Traumatised disabled people who have been restrained in mental health units have spoken of their hope that legislation approved by MPs will lead to greater protection and support for other service-users.
The mental health units (use of force) bill has been guided through the House of Commons by the Labour MP Steve Reed in honour of Seni Lewis, a young man from his Croydon North constituency who died in 2010 after a prolonged period of face-down restraint at the hands of 11 police officers.
It took seven years for his parents to secure an inquest into his death, with the coroner finding last year that there had been “severe failings” by the police and mental health services, and warning of a risk of future deaths unless action was taken.
Reed’s bill, which is supported by the government and covers England and Wales, still has to be debated and approved by the House of Lords but it is now likely to become law, a rarity for a private members’ bill.
Once law, it would ensure that mental health units: provide proper training for staff on the use of force; introduce a policy that aims to reduce the use of force; publish information on patients’ rights; keep a record of all incidents involving the use of force by staff; and ensure all police officers entering the unit wear body cameras.
The bill would also ensure deaths and serious injuries on mental health units are properly investigated, while the secretary of state for health and social care would have to publish annual statistics on the use of force by staff.
Disabled campaigner Deborah King welcomed the bill’s passage through the Commons.
She said: “As a teenager I was subjected to the use of force in a mental health unit.
“I was frightened for my life and the experience left me vulnerable to mental illness as an adult.
“We need staff to think creatively about alternatives to force.
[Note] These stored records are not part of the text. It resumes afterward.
//! Command-line argument definitions.

use std::path::PathBuf;

use clap::{Parser, Subcommand};

/// Voice channel attendance logger.
///
/// Records when participants join and leave tracked voice channels and
/// reports each participant's total connected time when logging stops.
#[derive(Debug, Parser)]
#[command(name = "vlog", version, about, long_about = None)]
pub struct Cli {
    /// Enable verbose output.
    #[arg(short, long, global = true)]
    pub verbose: bool,

    /// Path to config file.
    #[arg(short, long, global = true)]
    pub config: Option<PathBuf>,

    #[command(subcommand)]
    pub command: Option<Commands>,
}

/// Available subcommands.
#[derive(Debug, Subcommand)]
pub enum Commands {
    /// Process a JSONL feed of presence changes and logger commands.
    Run {
        /// Feed file to replay. Reads stdin when omitted.
        #[arg(long)]
        input: Option<PathBuf>,

        /// Directory reports are written to (overrides `report_dir`).
        #[arg(long)]
        out_dir: Option<PathBuf>,
    },

    /// Format a duration in milliseconds as H:MM:SS.
    FormatDuration {
        /// Duration in milliseconds.
        #[arg(allow_negative_numbers = true)]
        ms: i64,
    },
}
This is likely to require an increase in the numbers of mental health nurses.
“Steve Reed’s new law will start to define the contours of permissible force in a mental health context. Hopefully it will lead to a reduction in the use of force.”
Another disabled campaigner, who has spent time in a mental health unit and is part of the Recovery in the Bin collective, said: “I hope this will protect people like me who have been restrained from unnecessary and excessive force being used.
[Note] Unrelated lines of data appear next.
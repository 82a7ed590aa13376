//! Core type definitions with validation.

use std::fmt;

use serde::{Deserialize, Serialize};
use thiserror::Error;
use uuid::Uuid;

/// Validation errors for core types.
#[derive(Debug, Error, Clone, PartialEq, Eq)]
pub enum ValidationError {
    /// The provided value was empty.
    #[error("{field} cannot be empty")]
    Empty { field: &'static str },

    /// Invalid alternation policy value.
    #[error("invalid alternation policy: {value}")]
    InvalidAlternationPolicy { value: String },
}

/// Generates a validated string ID newtype with common trait implementations.
macro_rules! define_string_id {
    (
        $(#[$meta:meta])*
        $name:ident, $field_name:literal
    ) => {
        $(#[$meta])*
        #[derive(Debug, Clone, PartialEq, Eq, Hash, PartialOrd, Ord, Serialize, Deserialize)]
        #[serde(try_from = "String", into = "String")]
        pub struct $name(String);

        impl $name {
            /// Creates a new ID after validation.
            pub fn new(id: impl Into<String>) -> Result<Self, ValidationError> {
                let id = id.into();
                if id.is_empty() {
                    return Err(ValidationError::Empty { field: $field_name });
                }
                Ok(Self(id))
            }

            /// Returns the ID as a string slice.
            pub fn as_str(&self) -> &str {
                &self.0
            }
        }

        impl TryFrom<String> for $name {
            type Error = ValidationError;

            fn try_from(value: String) -> Result<Self, Self::Error> {
                Self::new(value)
            }
        }

        impl From<$name> for String {
            fn from(id: $name) -> Self {
                id.0
            }
        }

        impl fmt::Display for $name {
            fn fmt(&self, f: &mut fmt::Formatter<'_>) -> fmt::Result {
                write!(f, "{}", self.0)
            }
        }

        impl AsRef<str> for $name {
            fn as_ref(&self) -> &str {
                &self.0
            }
        }
    };
}

define_string_id!(
    /// A validated participant identifier.
    ///
    /// Identifies a user that can be present in a voice channel.
    ParticipantId, "participant ID"
);

define_string_id!(
    /// A validated scope identifier.
    ///
    /// A scope groups resources, e.g. the server (guild) a channel belongs to.
    ScopeId, "scope ID"
);

define_string_id!(
    /// A validated resource identifier.
    ///
    /// Identifies a trackable resource within its scope, e.g. a voice channel.
    ResourceId, "resource ID"
);

/// The key a tracking session is registered under.
#[derive(Debug, Clone, PartialEq, Eq, Hash, PartialOrd, Ord, Serialize, Deserialize)]
pub struct ResourceKey {
    pub scope: ScopeId,
    pub resource: ResourceId,
}

impl ResourceKey {
    pub const fn new(scope: ScopeId, resource: ResourceId) -> Self {
        Self { scope, resource }
    }
}

impl fmt::Display for ResourceKey {
    fn fmt(&self, f: &mut fmt::Formatter<'_>) -> fmt::Result {
        write!(f, "{}-{}", self.scope, self.resource)
    }
}

/// Identity of one tracking session.
///
/// A resource can be tracked many times over the life of the process; the
/// session ID tells those runs apart.
#[derive(Debug, Clone, Copy, PartialEq, Eq, Hash, Serialize, Deserialize)]
#[serde(transparent)]
pub struct SessionId(Uuid);

impl SessionId {
    /// Generates a fresh random session ID.
    #[must_use]
    pub fn generate() -> Self {
        Self(Uuid::new_v4())
    }
}

impl fmt::Display for SessionId {
    fn fmt(&self, f: &mut fmt::Formatter<'_>) -> fmt::Result {
        write!(f, "{}", self.0)
    }
}

/// How a participant log treats transitions that do not alternate.
#[derive(Debug, Clone, Copy, PartialEq, Eq, Hash, Default, Serialize, Deserialize)]
#[serde(rename_all = "lowercase")]
pub enum AlternationPolicy {
    /// Append every transition as received.
    Trust,
    /// Drop transitions that repeat the participant's current state.
    #[default]
    Coalesce,
    /// Reject repeated transitions and timestamps that go backwards.
    Strict,
}

impl AlternationPolicy {
    #[must_use]
    pub const fn as_str(&self) -> &'static str {
        match self {
            Self::Trust => "trust",
            Self::Coalesce => "coalesce",
            Self::Strict => "strict",
        }
    }
}

impl fmt::Display for AlternationPolicy {
    fn fmt(&self, f: &mut fmt::Formatter<'_>) -> fmt::Result {
        write!(f, "{}", self.as_str())
    }
}

impl std::str::FromStr for AlternationPolicy {
    type Err = ValidationError;

    fn from_str(s: &str) -> Result<Self, Self::Err> {
        match s {
            "trust" => Ok(Self::Trust),
            "coalesce" => Ok(Self::Coalesce),
            "strict" => Ok(Self::Strict),
            _ => Err(ValidationError::InvalidAlternationPolicy {
                value: s.to_string(),
            }),
        }
    }
}

#[cfg(test)]
mod tests {
    use super::*;

    #[test]
    fn test_participant_id_rejects_empty() {
        assert!(ParticipantId::new("").is_err());
        assert!(ParticipantId::new("123456789").is_ok());
    }

    #[test]
    fn test_empty_id_error_names_field() {
        let err = ResourceId::new("").unwrap_err();
        assert_eq!(err.to_string(), "resource ID cannot be empty");
    }

    #[test]
    fn test_scope_id_serde_rejects_empty() {
        let result: Result<ScopeId, _> = serde_json::from_str("\"\"");
        assert!(result.is_err());
    }

    #[test]
    fn test_resource_key_display_joins_scope_and_resource() {
        let key = ResourceKey::new(
            ScopeId::new("guild").unwrap(),
            ResourceId::new("voice").unwrap(),
        );
        assert_eq!(key.to_string(), "guild-voice");
    }

    #[test]
    fn test_session_ids_are_unique() {
        assert_ne!(SessionId::generate(), SessionId::generate());
    }

    #[test]
    fn test_alternation_policy_from_str() {
        assert_eq!(
            "strict".parse::<AlternationPolicy>().unwrap(),
            AlternationPolicy::Strict
        );
        assert_eq!(
            "trust".parse::<AlternationPolicy>().unwrap(),
            AlternationPolicy::Trust
        );
        assert!("lenient".parse::<AlternationPolicy>().is_err());
    }

    #[test]
    fn test_alternation_policy_defaults_to_coalesce() {
        assert_eq!(AlternationPolicy::default(), AlternationPolicy::Coalesce);
        let json = serde_json::to_string(&AlternationPolicy::Coalesce).unwrap();
        assert_eq!(json, "\"coalesce\"");
    }
}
“I hope, as well as protecting patients going forward, it will lead to greater acknowledgement and recognition that many mental health patients at their most vulnerable have been brutalised by the people who are meant to care.
“I hope this will lead to better support for patients who are still traumatised by restraint (assault) experiences at the hand of the state.”
She added: “I am delighted that it got through and grateful that Seni’s preventable and unnecessary death may help many future patients not to be traumatised.
“And I really hope it will lead to an apology or at least acknowledgement from mental health professionals about how they’ve treated us.”
She said that many examples of restraint were not even a response to violence but a result of staff forcing medication on patients, which the Mental Health Act allows staff to do even if the patient has capacity to refuse it.
Reed told MPs on Friday: “Although the bill is called Seni’s Law, in honour of Seni, it has affected many people beyond Seni who have lost their lives or been injured simply because they were unwell, and the purpose of the bill is to make sure that that cannot happen again.”
He had said in the bill’s second reading last November that face-down restraint had been used more than 9,000 times in the previous year, including 2,500 times against children as young as seven.
And he said a disproportionate number of deaths following restraint in mental health hospitals were of black men and women.
Luciana Berger, speaking for the Labour Campaign for Mental Health, said on Friday that new research by the charity Agenda showed that, between 2012-13 and 2016-17, 32 women who had been detained under the Mental Health Act had died after being restrained.